### Problem statement
Provide again, from the entries below, every line from the one containing "pub struct Field" through the one containing "None | Some(Value::Null)", exactly as written, and no other line.

### Records provided

· · · · ·

//! Static field schemas and the validator that enforces them.

use chrono::DateTime;
use serde_json::{Map, Value};

use crate::error::ValidationErrors;

use super::mac::MacAddress;

const MISSING: &str = "Missing data for required field.";
const NULL: &str = "Field may not be null.";
const UNKNOWN: &str = "Unknown field.";

/// Wire type of a single field.
#[derive(Debug, Clone, Copy, PartialEq, Eq)]
pub enum FieldKind {
    String,
    Uuid,
    Integer,
    Float,
    Boolean,
    /// Any RFC3339 timestamp.
    DateTime,
    /// EUI-48 MAC address.
    MacAddress,
}

impl FieldKind {
    fn check(self, value: &Value) -> Result<(), String> {
        let ok = match self {
            FieldKind::String => value.is_string(),
            FieldKind::Uuid => value
                .as_str()
                .map_or(false, |s| uuid::Uuid::parse_str(s).is_ok()),
            FieldKind::Integer => value.is_i64() || value.is_u64(),
            FieldKind::Float => value.is_number(),
            FieldKind::Boolean => value.is_boolean(),
            FieldKind::DateTime => value
                .as_str()
                .map_or(false, |s| DateTime::parse_from_rfc3339(s).is_ok()),
            FieldKind::MacAddress => {
                return match value.as_str() {
                    Some(s) if s.parse::<MacAddress>().is_ok() => Ok(()),
                    Some("") => Err("Not a valid MAC.".into()),
                    Some(s) => Err(format!("\"{s}\" cannot be formatted as MAC.")),
                    None => Err("Not a valid MAC.".into()),
                };
            }
        };
        if ok {
            Ok(())
        } else {
            Err(self.invalid_message().into())
        }
    }

    fn invalid_message(self) -> &'static str {
        match self {
            FieldKind::String => "Not a valid string.",
            FieldKind::Uuid => "Not a valid UUID.",
            FieldKind::Integer => "Not a valid integer.",
            FieldKind::Float => "Not a valid number.",
            FieldKind::Boolean => "Not a valid boolean.",
            FieldKind::DateTime => "Not a valid datetime.",
            FieldKind::MacAddress => "Not a valid MAC.",
        }
    }
}

/// One declared field.
#[derive(Debug, Clone, Copy, PartialEq, Eq)]
pub struct Field {
    pub name: &'static str,
    pub kind: FieldKind,
    pub required: bool,
}

impl Field {
    pub const fn required(name: &'static str, kind: FieldKind) -> Self {
        Self {
            name,
            kind,
            required: true,
        }
    }

    pub const fn optional(name: &'static str, kind: FieldKind) -> Self {
        Self {
            name,
            kind,
            required: false,
        }
    }
}

/// How to treat keys the schema does not declare.
#[derive(Debug, Clone, Copy, PartialEq, Eq)]
pub enum Mode {
    /// Unknown keys are errors (construction, encoding).
    Strict,
    /// Unknown keys are dropped (decoding).
    Lenient,
}

/// Declared field set and wire tag of a record type.
#[derive(Debug)]
pub struct Schema {
    pub tag: Option<&'static str>,
    pub fields: &'static [Field],
}

impl Schema {
    pub const fn new(tag: Option<&'static str>, fields: &'static [Field]) -> Self {
        Self { tag, fields }
    }

    pub fn tag(&self) -> Option<&'static str> {
        self.tag
    }

    pub fn fields(&self) -> &'static [Field] {
        self.fields
    }

    pub fn field(&self, name: &str) -> Option<&'static Field> {
        self.fields.iter().find(|f| f.name == name)
    }

    /// Validate `input` and return an object holding exactly the schema's
    /// fields (absent optional fields become `null`).
    ///
    /// Every problem is collected before returning.
    pub fn validate(
        &self,
        input: &Map<String, Value>,
        mode: Mode,
    ) -> Result<Map<String, Value>, ValidationErrors> {
        let mut errors = ValidationErrors::new();
        let mut out = Map::with_capacity(self.fields.len());

        for field in self.fields {
            match input.get(field.name) {
                None if field.required => errors.add(field.name, MISSING),
                None | Some(Value::Null) if !field.required => {
                    out.insert(field.name.to_owned(), Value::Null);
                }
                Some(Value::Null) => errors.add(field.name, NULL),
                Some(value) => match field.kind.check(value) {
                    Ok(()) => {
                        out.insert(field.name.to_owned(), normalize(field.kind, value));
                    }
                    Err(msg) => errors.add(field.name, msg),
                },
                None => {}
            }
        }

        if mode == Mode::Strict {
            for key in input.keys() {
                if self.field(key).is_none() {
                    errors.add(key.as_str(), UNKNOWN);
                }
            }
        }

        if errors.is_empty() {
            Ok(out)
        } else {
            Err(errors)
        }
    }
}

fn normalize(kind: FieldKind, value: &Value) -> Value {
    match (kind, value.as_str()) {
        (FieldKind::MacAddress, Some(s)) => match s.parse::<MacAddress>() {
            Ok(mac) => Value::String(mac.to_string()),
            Err(_) => value.clone(),
        },
        (FieldKind::Uuid, Some(s)) => match uuid::Uuid::parse_str(s) {
            Ok(id) => Value::String(id.hyphenated().to_string()),
            Err(_) => value.clone(),
        },
        _ => value.clone(),
    }
}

· · · · ·

### Final answer
pub struct Field {
    pub name: &'static str,
    pub kind: FieldKind,
    pub required: bool,
}

impl Field {
    pub const fn required(name: &'static str, kind: FieldKind) -> Self {
        Self {
            name,
            kind,
            required: true,
        }
    }

    pub const fn optional(name: &'static str, kind: FieldKind) -> Self {
        Self {
            name,
            kind,
            required: false,
        }
    }
}

/// How to treat keys the schema does not declare.
#[derive(Debug, Clone, Copy, PartialEq, Eq)]
pub enum Mode {
    /// Unknown keys are errors (construction, encoding).
    Strict,
    /// Unknown keys are dropped (decoding).
    Lenient,
}

/// Declared field set and wire tag of a record type.
#[derive(Debug)]
pub struct Schema {
    pub tag: Option<&'static str>,
    pub fields: &'static [Field],
}

impl Schema {
    pub const fn new(tag: Option<&'static str>, fields: &'static [Field]) -> Self {
        Self { tag, fields }
    }

    pub fn tag(&self) -> Option<&'static str> {
        self.tag
    }

    pub fn fields(&self) -> &'static [Field] {
        self.fields
    }

    pub fn field(&self, name: &str) -> Option<&'static Field> {
        self.fields.iter().find(|f| f.name == name)
    }

    /// Validate `input` and return an object holding exactly the schema's
    /// fields (absent optional fields become `null`).
    ///
    /// Every problem is collected before returning.
    pub fn validate(
        &self,
        input: &Map<String, Value>,
        mode: Mode,
    ) -> Result<Map<String, Value>, ValidationErrors> {
        let mut errors = ValidationErrors::new();
        let mut out = Map::with_capacity(self.fields.len());

        for field in self.fields {
            match input.get(field.name) {
                None if field.required => errors.add(field.name, MISSING),
                None | Some(Value::Null) if !field.required => {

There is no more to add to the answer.